• Recorded information:
use super::TriggerPolicy;
use crate::sensor::SensorSample;
use std::time::Duration;
use tokio::time::Instant;
use tracing::{debug, info};

/// Consecutive-presence confirmation with a debounce window between events
#[derive(Debug)]
pub struct ConfirmationFilter {
    confirmation_count: u32,
    debounce: Duration,
    counter: u32,
    last_confirmed_at: Option<Instant>,
}

impl ConfirmationFilter {
    pub fn new(confirmation_count: u32, debounce: Duration) -> Self {
        Self {
            confirmation_count: confirmation_count.max(1),
            debounce,
            counter: 0,
            last_confirmed_at: None,
        }
    }

    pub fn counter(&self) -> u32 {
        self.counter
    }

    pub fn last_confirmed_at(&self) -> Option<Instant> {
        self.last_confirmed_at
    }

    fn in_debounce_window(&self, now: Instant) -> bool {
        self.last_confirmed_at
            .map(|last| now.saturating_duration_since(last) < self.debounce)
            .unwrap_or(false)
    }
}

impl TriggerPolicy for ConfirmationFilter {
    fn observe(&mut self, sample: &SensorSample) -> bool {
        if self.in_debounce_window(sample.at) {
            return false;
        }

        if !sample.is_present() {
            self.counter = 0;
            return false;
        }

        self.counter += 1;
        debug!(
            "Motion detected ({}/{})",
            self.counter, self.confirmation_count
        );

        if self.counter >= self.confirmation_count {
            info!("Motion confirmed after {} consecutive readings", self.counter);
            self.counter = 0;
            self.last_confirmed_at = Some(sample.at);
            return true;
        }

        false
    }

    fn reset(&mut self) {
        self.counter = 0;
    }

    fn is_armed(&self) -> bool {
        true
    }

    fn name(&self) -> &'static str {
        "confirmation"
    }
}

• What this task involves:
The answer must be the complete set of entries, retyped exactly.

• Final answer:
use super::TriggerPolicy;
use crate::sensor::SensorSample;
use std::time::Duration;
use tokio::time::Instant;
use tracing::{debug, info};

/// Consecutive-presence confirmation with a debounce window between events
#[derive(Debug)]
pub struct ConfirmationFilter {
    confirmation_count: u32,
    debounce: Duration,
    counter: u32,
    last_confirmed_at: Option<Instant>,
}

impl ConfirmationFilter {
    pub fn new(confirmation_count: u32, debounce: Duration) -> Self {
        Self {
            confirmation_count: confirmation_count.max(1),
            debounce,
            counter: 0,
            last_confirmed_at: None,
        }
    }

    pub fn counter(&self) -> u32 {
        self.counter
    }

    pub fn last_confirmed_at(&self) -> Option<Instant> {
        self.last_confirmed_at
    }

    fn in_debounce_window(&self, now: Instant) -> bool {
        self.last_confirmed_at
            .map(|last| now.saturating_duration_since(last) < self.debounce)
            .unwrap_or(false)
    }
}

impl TriggerPolicy for ConfirmationFilter {
    fn observe(&mut self, sample: &SensorSample) -> bool {
        if self.in_debounce_window(sample.at) {
            return false;
        }

        if !sample.is_present() {
            self.counter = 0;
            return false;
        }

        self.counter += 1;
        debug!(
            "Motion detected ({}/{})",
            self.counter, self.confirmation_count
        );

        if self.counter >= self.confirmation_count {
            info!("Motion confirmed after {} consecutive readings", self.counter);
            self.counter = 0;
            self.last_confirmed_at = Some(sample.at);
            return true;
        }

        false
    }

    fn reset(&mut self) {
        self.counter = 0;
    }

    fn is_armed(&self) -> bool {
        true
    }

    fn name(&self) -> &'static str {
        "confirmation"
    }
}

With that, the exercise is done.